The Harvard endowment's private equity holdings have provided critical buoyancy to the struggling fund, which placed second-to-last in return rate compared to other Ivy League institutions. Private equity raked in the highest return rate of all asset classes, 21 percent, while shares in publicly traded companies placed at a distant second place at 14 percent.
"The [endowment's] gain was primarily driven by private equity and public equity exposures," the endowment's 2018 report read.
Some of those gains have returned to Warren since she launched her political career. Harvard employees are the third largest donors to the senator's political efforts, collectively donating $70,000 since 2015 according to the Center for Responsive Politics. The endowment fund did not return a request for comment.
Private equity has provided financial benefits to Warren's constitutents beyond Cambridge. The Massachusetts public pension system earns a disproportionately large part of its return from such investments, which comprises about 10 percent of the fund's portfolio.
Massachusetts Pension Reserves Investment Management (Mass PRIM), which serves roughly 300,000 state and municipal employees, teachers, and retirees, has been struggling for some time, failing to reach its benchmark rate in 2018. The fund's underperformance has contributed to the state's "skyrocketing" unfunded pension liability that has increased from $13 to $40 billion between 2003 and 2017—a 196 percent gain—according to the Pioneer Institute, a Boston-based think tank.
The private equity portfolio of the Massachusetts pension system had the highest return rate—14 percent—of all public pension funds in the country in 2018, according to a study by the American Investment Council. In fact, Mass PRIM has topped the list four times since the annual study was first published in 2012 and has always made the top five highest return rates, shoring up the finances of the troubled pension fund.
"Our Top 5 ranking in each year of the AIC study’s history reinforces the importance of our PE portfolio to Mass PRIM’s overall performance," Michael G. Trotsky, executive director and chief investment officer of Mass PRIM, said in a press release. "Our long-term commitment to this asset class enables us to partner with the industry’s top investment managers – allowing our team to access the most attractive opportunities in PE on behalf of our member plans and beneficiaries."
Warren's policy proposal, if enacted, would heavily restrict the operation of private equity firms. It would amend the tax code to drastically increase tax burden, curtail private equity's ability to take on debt to purchase companies, and prohibit them from charging "huge monitoring fees."
But by heavily restricting the operations of private equity, the senator's policy might affect not just a few investors in Wall Street, but also universities and retirement funds, according to Michel, the Heritage analyst.

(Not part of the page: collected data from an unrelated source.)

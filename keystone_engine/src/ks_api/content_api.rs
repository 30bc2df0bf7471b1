use std::fmt::Debug;

use log::{debug, trace};

use crate::{
    db_types::{NewPost, Post, PostUpdate},
    traits::ContentManagement,
    ContentApiError,
};

/// The `ContentApi` validates post input and turns "no such post" answers from the backend into errors.
pub struct ContentApi<B> {
    db: B,
}

impl<B: Debug> Debug for ContentApi<B> {
    fn fmt(&self, f: &mut std::fmt::Formatter<'_>) -> std::fmt::Result {
        write!(f, "ContentApi ({:?})", self.db)
    }
}

impl<B> ContentApi<B>
where B: ContentManagement
{
    pub fn new(db: B) -> Self {
        Self { db }
    }

    pub async fn posts(&self) -> Result<Vec<Post>, ContentApiError> {
        self.db.fetch_posts().await
    }

    pub async fn post(&self, id: i64) -> Result<Post, ContentApiError> {
        self.db.fetch_post(id).await?.ok_or(ContentApiError::PostNotFound(id))
    }

    pub async fn create_post(&self, post: NewPost) -> Result<Post, ContentApiError> {
        post.validate().map_err(ContentApiError::ValidationError)?;
        let post = self.db.insert_post(post).await?;
        debug!("Created post #{} ({})", post.id, post.slug);
        Ok(post)
    }

    pub async fn update_post(&self, id: i64, update: PostUpdate) -> Result<Post, ContentApiError> {
        update.validate().map_err(ContentApiError::ValidationError)?;
        let post = self.db.update_post(id, update).await?.ok_or(ContentApiError::PostNotFound(id))?;
        trace!("Updated post #{id}");
        Ok(post)
    }

    pub async fn delete_post(&self, id: i64) -> Result<(), ContentApiError> {
        if self.db.delete_post(id).await? {
            debug!("Deleted post #{id}");
            Ok(())
        } else {
            Err(ContentApiError::PostNotFound(id))
        }
    }
}
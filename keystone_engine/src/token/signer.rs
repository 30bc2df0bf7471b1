//! HMAC-SHA256 signing of token segments.
//!
//! The signature covers the encoded `header.payload` string. Verification recomputes the MAC and compares it in
//! constant time (via `Mac::verify_slice`), so a mismatching signature leaks nothing about how many bytes matched.

use hmac::{Hmac, Mac};
use log::trace;
use sha2::Sha256;
use thiserror::Error;

use super::codec;

type HmacSha256 = Hmac<Sha256>;

/// The algorithm identifier written into every token header.
pub const ALGORITHM: &str = "HS256";

/// Length in bytes of an HMAC-SHA256 tag.
pub const MAC_LENGTH: usize = 32;

#[derive(Debug, Clone, PartialEq, Eq, Error)]
pub enum SignerError {
    #[error("The signing key could not be used. {0}")]
    InvalidKey(String),
}

fn keyed_mac(secret_key: &[u8]) -> Result<HmacSha256, SignerError> {
    HmacSha256::new_from_slice(secret_key).map_err(|e| SignerError::InvalidKey(e.to_string()))
}

pub fn sign(message: &[u8], secret_key: &[u8]) -> Result<[u8; MAC_LENGTH], SignerError> {
    let mut mac = keyed_mac(secret_key)?;
    mac.update(message);
    let mut tag = [0u8; MAC_LENGTH];
    tag.copy_from_slice(&mac.finalize().into_bytes());
    Ok(tag)
}

/// Signs `message` and returns the tag in segment encoding.
pub fn sign_encoded(message: &str, secret_key: &[u8]) -> Result<String, SignerError> {
    sign(message.as_bytes(), secret_key).map(codec::encode)
}

/// Checks `mac` against the tag for `message`. Any wrong-length tag or unusable key simply fails verification.
pub fn verify(message: &[u8], mac: &[u8], secret_key: &[u8]) -> bool {
    match keyed_mac(secret_key) {
        Ok(mut expected) => {
            expected.update(message);
            expected.verify_slice(mac).is_ok()
        },
        Err(e) => {
            trace!("🔐️ Cannot verify signature. {e}");
            false
        },
    }
}

/// As [`verify`], but takes the tag in segment encoding. Undecodable tags fail verification.
pub fn verify_encoded(message: &str, encoded_mac: &str, secret_key: &[u8]) -> bool {
    match codec::decode(encoded_mac) {
        Ok(mac) => verify(message.as_bytes(), &mac, secret_key),
        Err(e) => {
            trace!("🔐️ Signature segment is not decodable. {e}");
            false
        },
    }
}
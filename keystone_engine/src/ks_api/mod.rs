//! # Keystone engine public API
//!
//! Each API wraps a backend that implements the matching trait from [`crate::traits`]:
//!
//! * [`auth_api`] checks login credentials against a [`crate::traits::CredentialSource`].
//! * [`content_api`] manages posts on a [`crate::traits::ContentManagement`] backend.
//! * [`media_api`] manages binary objects on a [`crate::traits::MediaStorage`] backend.
//!
//! ```rust,ignore
//! use keystone_engine::{ContentApi, MemoryContentStore};
//! let api = ContentApi::new(MemoryContentStore::new());
//! let posts = api.posts().await?;
//! ```
pub mod auth_api;
pub mod content_api;
pub mod errors;
pub mod media_api;
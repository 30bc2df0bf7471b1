//! URL-safe encoding for token segments.
//!
//! Segments use the standard base64 alphabet with `+` replaced by `-` and `/` replaced by `_`, and without trailing
//! `=` padding. Decoding accepts input with or without padding, so a segment that has been padded by some
//! intermediary still decodes to the same bytes.

use base64::{
    alphabet,
    engine::{DecodePaddingMode, GeneralPurpose, GeneralPurposeConfig},
    Engine,
};
use thiserror::Error;

/// The separator between the header, payload and signature segments of a token.
pub const SEGMENT_SEPARATOR: char = '.';

const SEGMENT_ENGINE: GeneralPurpose = GeneralPurpose::new(
    &alphabet::URL_SAFE,
    GeneralPurposeConfig::new().with_encode_padding(false).with_decode_padding_mode(DecodePaddingMode::Indifferent),
);

#[derive(Debug, Clone, PartialEq, Eq, Error)]
#[error("Invalid token segment encoding. {0}")]
pub struct DecodeError(String);

pub fn encode<B: AsRef<[u8]>>(bytes: B) -> String {
    SEGMENT_ENGINE.encode(bytes)
}

pub fn encode_str(text: &str) -> String {
    encode(text.as_bytes())
}

pub fn decode<S: AsRef<str>>(text: S) -> Result<Vec<u8>, DecodeError> {
    SEGMENT_ENGINE.decode(text.as_ref()).map_err(|e| DecodeError(e.to_string()))
}

pub fn decode_str<S: AsRef<str>>(text: S) -> Result<String, DecodeError> {
    let bytes = decode(text)?;
    String::from_utf8(bytes).map_err(|e| DecodeError(format!("Segment is not valid UTF-8. {e}")))
}

/// The three encoded segments of a token, borrowed from the token string.
#[derive(Debug, Clone, Copy, PartialEq, Eq)]
pub struct TokenParts<'a> {
    pub header: &'a str,
    pub payload: &'a str,
    pub signature: &'a str,
}

impl<'a> TokenParts<'a> {
    /// Splits a token on `.`. Returns `None` unless there are exactly three segments and none of them is empty.
    pub fn split(token: &'a str) -> Option<Self> {
        let mut parts = token.split(SEGMENT_SEPARATOR);
        let header = parts.next()?;
        let payload = parts.next()?;
        let signature = parts.next()?;
        if parts.next().is_some() || header.is_empty() || payload.is_empty() || signature.is_empty() {
            return None;
        }
        Some(Self { header, payload, signature })
    }

    /// The bytes covered by the signature: `header.payload`.
    pub fn signing_input(&self) -> String {
        signing_input(self.header, self.payload)
    }
}

pub fn signing_input(header: &str, payload: &str) -> String {
    format!("{header}{SEGMENT_SEPARATOR}{payload}")
}

pub fn join(header: &str, payload: &str, signature: &str) -> String {
    format!("{header}{SEGMENT_SEPARATOR}{payload}{SEGMENT_SEPARATOR}{signature}")
}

"[Warren's policy] is really a backward way of thinking about how private exchange operates. To claim that an investment in a business is sucking anything out of that business is the opposite of what's actually going," Michel said. "When an investment is made in a business, that's trying to make it sustainable, more profitable, employ more people and increase the wellbeing of everyone involved."
The Warren campaign did not return request for comment.